Friday, July 30, 2004
Reuters: Some Republicans Defect to Kerry's Camp
Fri Jul 30,12:26 PM ET |
By Michael Conlon
CHICAGO (Reuters) - Ohio resident Bob Stewart says of President Bush (news - web sites): "He's been a world-class polarizer. I don't know if I can stomach four more years with him as president. He misled us into the war in Iraq (news - web sites) and has mismanaged everything since."
A raging Democrat? No, Stewart is a Republican, one of an unknown number of such voters who plan to back John Kerry (news - web sites), out of despair over the war in Iraq and disappointment over budget deficits and social policies.
It remains to be seen whether they can tip the scales in hotly contested middle American states like Ohio as the Democratic nominee courts them and battles Bush in the final three-month dash to November's election. In past elections defections from both parties have sometimes canceled each other out.
Kerry and running mate John Edwards (news - web sites) kicked off that fight on Friday, leaving Boston and the concluded party convention for a two-week campaign swing across 21 states.
Stewart, 44, an insurance agent from Anderson Township near Cincinnati, voted for Bush in 2000 and is a registered Republican.
"I just have a gut feeling that Kerry can be trusted to make the right courageous decisions and will make a good president. He showed that with his heroism in Vietnam," he says.
Bush is "supposed to be a conservative and yet he's run up the biggest federal deficit in history. One thing that really turned me (away from Bush) as a lifelong Catholic ... was to see Bush go to the Vatican (news - web sites) and try to get the pope to come down hard on Kerry for his stand on abortion. That is absolutely appalling."

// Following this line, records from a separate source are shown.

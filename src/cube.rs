//! Synthetic data cubes for exercising the loader, and the `.binN` file
//! naming they are written under.

use crate::enums::Encoding;
use crate::volume::VolumeExtents;

use byteorder::{ByteOrder, LittleEndian};
use ndarray::{Array3, s};
use rand::Rng;
use std::{
    fs::File,
    io::{self, BufWriter, Write},
    path::{Path, PathBuf},
};

const AXIS_RADIUS: usize = 2;

/// Three orthogonal segments starting at the cube centre, long along the
/// first axis, medium along the second and short along the third.
///
/// Values are 1 on the segments and 0 elsewhere. Indexed `[x, y, z]`.
pub fn axes_cube(n: usize) -> Array3<f32> {
    let mut cube = Array3::<f32>::zeros((n, n, n));
    let half = n / 2;
    let lo = half.saturating_sub(AXIS_RADIUS);
    let hi = (half + AXIS_RADIUS + 1).min(n);
    let end = |fraction: f64| ((half as f64 * (1.0 + fraction)) as usize + 1).min(n);

    cube.slice_mut(s![half..end(3.0 / 3.0), lo..hi, lo..hi]).fill(1.0);
    cube.slice_mut(s![lo..hi, half..end(2.0 / 3.0), lo..hi]).fill(1.0);
    cube.slice_mut(s![lo..hi, lo..hi, half..end(1.0 / 3.0)]).fill(1.0);
    cube
}

/// Value and placement parameters of [`random_sparse_cube`].
#[derive(Clone, Copy, Debug)]
pub struct SparseDots {
    /// Number of dots; `n * n` when `None`.
    pub count: Option<usize>,
    /// Uniform values are raised to this power before scaling.
    pub power: f32,
    pub min: f32,
    pub max: f32,
    /// Centre of the Gaussian weighting as a fraction of the cube size.
    pub gauss_centre: f32,
    /// Width of the Gaussian weighting as a fraction of the cube size; 0 disables it.
    pub gauss_width: f32,
}

impl Default for SparseDots {
    fn default() -> Self {
        Self {
            count: None,
            power: 0.0,
            min: 0.0,
            max: 1.0,
            gauss_centre: 0.5,
            gauss_width: 0.0,
        }
    }
}

/// Scatter random dots into cells, average those landing in the same cell
/// and normalize by the maximum.
///
/// Each dot takes `min + u^power * (max - min)` for a uniform `u`, damped by
/// a Gaussian around the centre when `gauss_width > 0`.
pub fn random_sparse_cube<R: Rng>(n: usize, dots: &SparseDots, rng: &mut R) -> Array3<f32> {
    let mut cube = Array3::<f32>::zeros((n, n, n));
    let mut weight = Array3::<f32>::zeros((n, n, n));
    if n == 0 {
        return cube;
    }

    let count = dots.count.unwrap_or(n * n);
    let size = n as f32;
    let centre = dots.gauss_centre * size;
    let width = dots.gauss_width * size;
    for _ in 0..count {
        let position = [
            rng.gen_range(0.0..size),
            rng.gen_range(0.0..size),
            rng.gen_range(0.0..size),
        ];
        let mut value = dots.min + rng.r#gen::<f32>().powf(dots.power) * (dots.max - dots.min);
        if width > 0.0 {
            let distance: f32 = position.iter().map(|p| ((p - centre) / width).powi(2)).sum();
            value *= (-distance).exp();
        }
        let cell = position.map(|p| (p as usize).min(n - 1));
        cube[cell] += value;
        weight[cell] += 1.0;
    }

    cube.zip_mut_with(&weight, |value, &w| {
        if w >= 1.0 {
            *value /= w;
        }
    });
    let occupied = weight.iter().filter(|&&w| w >= 1.0).count();
    log::info!("{count} dots put in the cube at {occupied} locations");

    let max = cube.fold(0.0f32, |acc, &v| acc.max(v));
    if max > 0.0 {
        cube.mapv_inplace(|v| v / max);
    }
    cube
}

/// `{name}_T321_{nx}x{ny}x{nz}.bin{bits}`
pub fn cube_file_name(name: &str, extents: &VolumeExtents, encoding: Encoding) -> String {
    let (nx, ny, nz) = extents.as_tuple();
    format!("{name}_T321_{nx}x{ny}x{nz}.bin{}", encoding.bits())
}

/// Recover extents and encoding from a name built by [`cube_file_name`].
pub fn parse_cube_file_name(file_name: &str) -> Option<(VolumeExtents, Encoding)> {
    let (stem, bits) = file_name.rsplit_once(".bin")?;
    let encoding = Encoding::from_bits(bits.parse().ok()?)?;
    let (_, dims) = stem.rsplit_once('_')?;

    let mut axes = dims.split('x').map(str::parse::<usize>);
    let (Some(Ok(nx)), Some(Ok(ny)), Some(Ok(nz)), None) =
        (axes.next(), axes.next(), axes.next(), axes.next())
    else {
        return None;
    };
    let extents = VolumeExtents::new(nx, ny, nz).ok()?;
    Some((extents, encoding))
}

/// Write `cube` headerless, first axis fastest.
///
/// Values are expected in [0, 1]. Bytes store `trunc(v * 255)`, floats are
/// little-endian.
pub fn write_cube(mut writer: impl Write, cube: &Array3<f32>, encoding: Encoding) -> io::Result<()> {
    let ordered = cube.t();
    let bytes: Vec<u8> = match encoding {
        Encoding::UnsignedByte => ordered.iter().map(|&v| (v * 255.0) as u8).collect(),
        Encoding::Float32 => {
            let values: Vec<f32> = ordered.iter().copied().collect();
            let mut bytes = vec![0; values.len() * 4];
            LittleEndian::write_f32_into(&values, &mut bytes);
            bytes
        }
    };
    writer.write_all(&bytes)?;
    writer.flush()
}

/// Write `cube` into `dir` under its [`cube_file_name`] and return the path.
pub fn write_cube_file(
    dir: impl AsRef<Path>,
    name: &str,
    cube: &Array3<f32>,
    encoding: Encoding,
) -> io::Result<PathBuf> {
    let (nx, ny, nz) = cube.dim();
    let extents = VolumeExtents::new(nx, ny, nz)
        .map_err(|e| io::Error::new(io::ErrorKind::InvalidInput, e.to_string()))?;
    let path = dir.as_ref().join(cube_file_name(name, &extents, encoding));
    log::info!("writing {}", path.display());
    write_cube(BufWriter::new(File::create(&path)?), cube, encoding)?;
    Ok(path)
}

In Michigan, Dan Martin has run for local office as a Republican. He says his biggest disappointment is that Bush's reputation as a "compassionate, conservative" governor of Texas hasn't proven true in the White House.
"The foreign policy is a mess. The offensive in Iraq is reckless and built on bad decision making. On the domestic front I understand that terrorism has struck and he's occupied but any real progress on a domestic agenda has ground to a halt," added Martin, 32, a customer service manager at a health maintenance organization who lives in Rochester Hills.
In Tennessee, Brian Boland, a young music company manager shopping at a market near Nashville, said: "I've always voted Republican and my folks will just kill me if they find out I'm switching to Kerry this year ... but I am just frustrated with the way Bush has mishandled everything. All the untruths."
His wife said she too was switching. The Republicans carried Tennessee in 2000, even though it was the home state of Democratic nominee Al Gore (news - web sites).
At the same market Ron King, a black Vietnam Veteran, said: "I always voted Republican before but I'm against Bush ever since I found out that he doesn't love this country. His so-called military record is a sham. And the worst part is that he lies so much. He lied about weapons of mass destruction."
Lloyd Huff, 64, retired director of the Dayton Research Institute in Ohio, says he has "voted for a Republican in every presidential election I can remember" but it will be Kerry this time because "the Bush administration has been the most deceitful, duplicitous, secretive administration this country has ever had."
"Going to war in Iraq was a horrible, horrible mistake," he said. He accused Bush of "an arrogant, swaggering cowboy mentality ... he has done more than anyone to inflame the Muslim world by his words and actions,"
Kenneth Warren of St. Louis University, who has studied and taught about voter behavior for three decades, said turning a trickle into a trend will be a tough job for Kerry because historically Republicans tend to be faithful. Democrats are more diverse and divided, a "party of factions," and more easily hived off, as former President Ronald Reagan (news - web sites) did with the "Reagan Democrats," he said.
Clay Richards, assistant director of the Polling Institute at Quinnipiac University in Connecticut, says Kerry is getting about 11 or 12 percent of the Republican vote in Pennsylvania and New Jersey while Bush is drawing 9 or 10 percent of his support from Democrats, not a statistically significant crossover.
Before any Kerry draw could be rated similar to the "Reagan Democrats" effect, he said "the gap would have to be a lot bigger."